The other big risk was that the company took a 33% fee, defined as revenues divided by gross merchandise value processed on the platform, a very steep cut by all means. That could not only invite competition, but shoppers might look for alternatives if and once they learned about those fees.
What Went Wrong?
Early 2019 the company provided a guidance for 2019 with a 40% increase in gross merchandise value seen. EBITDA losses were seen stable at 18-19% of sales.
When the company reported a miss for the second quarter, all hell broke loose as the company guided for GMV to slow down to 37-40%. Based on the guidance the company was set to lose $140 million in EBITDA, yet that even excludes annualized $150-$200 million in stock-based compensation, creating very large realistic losses of $300 million, or more.
The $8 billion operating valuation at $30 had fallen to $2 billion at $10, as of course Farfetch continued to operate with a sizable net cash balance. On top of the 75% reduction in the operating asset valuation, the company announced a $675 million deal in August, with the purchase of New Guards Group. This was a sizable deal as the enterprise value of Farfetch had fallen to $2 billion at the time.
Given growth rates reported of 60% and $345 million in sales contribution, and the fact that the business was solidly profitable, that deal looked quite compelling at first glimpse. At the same time I had reservations as EBIT of New Guards reportedly came in just a few million short of $100 million in the twelve months leading up to the acquisition. This translates into a very low multiple, certainly given the growth, almost too good to be true.
Following the New Guards deal I pegged pro-forma net cash at $700 million and the share count at 345 million shares. At $10, this valued the company at $2.7 billion as I worried about the continued losses, as telegraphed by the market, yet given the urgency and sizable net cash balances, there were still many options.
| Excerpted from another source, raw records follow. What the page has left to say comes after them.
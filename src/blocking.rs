//! Blocking flavor of the handler.
//!
//! Attempts block the calling thread and backoff uses `std::thread::sleep`.
//! Batches run on a bounded pool of OS threads sharing one pooled
//! `reqwest::blocking::Client`.
//!
//! Like `reqwest::blocking`, this handler must not be created, used, or
//! dropped from within an async runtime; use [`crate::AsyncHttpHandler`]
//! there.

use std::fmt;

use serde::Serialize;

use crate::{
    batch::{check_concurrency, run_worker_pool, DEFAULT_MAX_CONCURRENCY},
    executor::Executor,
    pool::ConnectionPool,
    BatchRequest, BatchResult, HandlerConfig, HttpError, Payload, RequestDescriptor, Result,
};

/// Blocking HTTP handler with retry, backoff, and worker-pool batches.
pub struct BlockingHttpHandler {
    executor: Executor,
    pool: ConnectionPool<reqwest::blocking::Client>,
}

impl fmt::Debug for BlockingHttpHandler {
    fn fmt(&self, f: &mut fmt::Formatter<'_>) -> fmt::Result {
        f.debug_struct("BlockingHttpHandler")
            .field("base_url", &self.executor.base_url().as_str())
            .field("config", self.executor.config())
            .field("closed", &self.pool.is_closed())
            .finish()
    }
}

impl BlockingHttpHandler {
    pub fn new(base_url: impl Into<String>) -> Result<Self> {
        Self::with_config(HandlerConfig::new(base_url))
    }

    pub fn with_config(config: HandlerConfig) -> Result<Self> {
        let executor = Executor::new(config)?;
        let client = reqwest::blocking::Client::builder()
            .timeout(executor.config().request_timeout)
            .build()
            .map_err(|err| HttpError::Config(format!("could not build http client: {err}")))?;
        Ok(Self {
            executor,
            pool: ConnectionPool::new(client),
        })
    }

    pub fn from_env() -> Result<Self> {
        Self::with_config(HandlerConfig::from_env()?)
    }

    pub fn config(&self) -> &HandlerConfig {
        self.executor.config()
    }

    pub fn execute(&self, descriptor: RequestDescriptor) -> Result<Payload> {
        let client = self.pool.acquire()?;
        self.executor.execute_blocking(&client, &descriptor)
    }

    pub fn get(&self, path: &str) -> Result<Payload> {
        self.execute(RequestDescriptor::get(path))
    }

    pub fn post<T: Serialize + ?Sized>(&self, path: &str, body: &T) -> Result<Payload> {
        self.execute(RequestDescriptor::post(path).json(body)?)
    }

    pub fn put<T: Serialize + ?Sized>(&self, path: &str, body: &T) -> Result<Payload> {
        self.execute(RequestDescriptor::put(path).json(body)?)
    }

    pub fn delete(&self, path: &str) -> Result<Payload> {
        self.execute(RequestDescriptor::delete(path))
    }

    /// Runs the batch on [`DEFAULT_MAX_CONCURRENCY`] worker threads.
    ///
    /// Loose items without `decode_json` are decoded as JSON.
    pub fn execute_batch<I>(&self, items: I) -> BatchResult
    where
        I: IntoIterator,
        I::Item: Into<BatchRequest>,
    {
        let items: Vec<BatchRequest> = items.into_iter().map(Into::into).collect();
        self.run_batch(items, DEFAULT_MAX_CONCURRENCY, true)
    }

    /// Like [`execute_batch`](Self::execute_batch), but loose items without
    /// `decode_json` return the raw response.
    pub fn execute_batch_raw<I>(&self, items: I) -> BatchResult
    where
        I: IntoIterator,
        I::Item: Into<BatchRequest>,
    {
        let items: Vec<BatchRequest> = items.into_iter().map(Into::into).collect();
        self.run_batch(items, DEFAULT_MAX_CONCURRENCY, false)
    }

    /// Runs the batch on at most `max_concurrency` worker threads.
    ///
    /// With `max_concurrency == 1` requests run strictly one after another.
    /// Fails with [`HttpError::Config`] only when `max_concurrency` is zero.
    pub fn execute_batch_with_concurrency<I>(
        &self,
        items: I,
        max_concurrency: usize,
    ) -> Result<BatchResult>
    where
        I: IntoIterator,
        I::Item: Into<BatchRequest>,
    {
        check_concurrency(max_concurrency)?;
        let items: Vec<BatchRequest> = items.into_iter().map(Into::into).collect();
        Ok(self.run_batch(items, max_concurrency, true))
    }

    fn run_batch(
        &self,
        items: Vec<BatchRequest>,
        max_concurrency: usize,
        default_decode: bool,
    ) -> BatchResult {
        log_event!(
            info,
            "starting {} parallel requests on {} workers",
            items.len(),
            max_concurrency.min(items.len())
        );
        let results = run_worker_pool(items, max_concurrency, |index, item| {
            let outcome = item
                .into_descriptor(default_decode)
                .and_then(|descriptor| self.execute(descriptor));
            if let Err(err) = &outcome {
                log_event!(error, "parallel request {} failed: {}", index, err);
            }
            outcome
        });
        log_event!(info, "finished {} parallel requests", results.len());
        results
    }

    /// Releases the connection pool. Idempotent.
    pub fn close(&self) {
        if self.pool.close() {
            log_event!(info, "synchronous HTTP client closed");
        } else {
            log_event!(debug, "synchronous HTTP client already closed");
        }
    }

    pub fn is_closed(&self) -> bool {
        self.pool.is_closed()
    }
}

impl Drop for BlockingHttpHandler {
    fn drop(&mut self) {
        self.close();
    }
}
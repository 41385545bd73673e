//! `http-handler` is a resilient HTTP request layer on top of `reqwest`.
//!
//! Requests are described relative to a base URL, classified per attempt,
//! and retried with jittered exponential backoff:
//! - [`AsyncHttpHandler`] suspends on the transport and on backoff waits
//! - [`BlockingHttpHandler`] blocks the calling thread
//!
//! Both run batches concurrently with index-aligned, per-item outcomes
//! ([`AsyncHttpHandler::execute_batch`], [`BlockingHttpHandler::execute_batch`]).

// Forwards to `tracing` when the feature is enabled; otherwise the
// arguments are only type-checked.
macro_rules! log_event {
    ($level:ident, $($arg:tt)+) => {{
        #[cfg(feature = "tracing")]
        tracing::$level!($($arg)+);
        #[cfg(not(feature = "tracing"))]
        {
            let _ = format_args!($($arg)+);
        }
    }};
}

mod batch;
mod blocking;
mod classify;
mod error;
mod executor;
mod handler;
mod options;
mod pool;
mod prepare;
mod request;
mod retry;

pub use batch::{BatchItem, BatchRequest, BatchResult, DEFAULT_MAX_CONCURRENCY};
pub use blocking::BlockingHttpHandler;
pub use classify::{classify_response, classify_transport, AttemptOutcome, Payload, Response};
pub use error::{HttpError, TransportKind};
pub use handler::AsyncHttpHandler;
pub use options::{HandlerConfig, DEFAULT_RETRYABLE_STATUS_CODES};
pub use prepare::WireRequest;
pub use request::{Method, RequestDescriptor, RequestOptions, WireHook};
pub use retry::{RetryPolicy, RetryState};

pub type Result<T> = std::result::Result<T, HttpError>;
Shares long traded around the $10 mark as the company reported its 2019 results in February. With New Guard being acquired in August, it contributed about $75 million in gross profits to the business in the remainder of 2019.
For the year the entire company grew total GMV by 52% to $2.14 billion with revenues up 70% to $1.02 billion. The company reported that EBITDA losses increased from $96 million to $121 million, as net losses rose from $156 million to $373 million. With stock-based compensation and D&A responsible for the gap between EBITDA and net losses, the reported net losses seem quite realistic unfortunately.
While the share count of 340 million was as expected, dealmaking and continued losses made that net cash fell to just around $320 million, indicating a $3.0 billion operating asset valuation around $10 per share.
Investors were not too worried with GMV seen up 40-45% in 2020 to $3.00-$3.10 billion and EBITDA losses seen narrowing to $70-$80 million, about a $50 million improvement from 2019. Furthermore, stock-based compensation results in big losses to investors, but do not involve cash outflows, although issuing a lot of stock at low levels creates additional dilution.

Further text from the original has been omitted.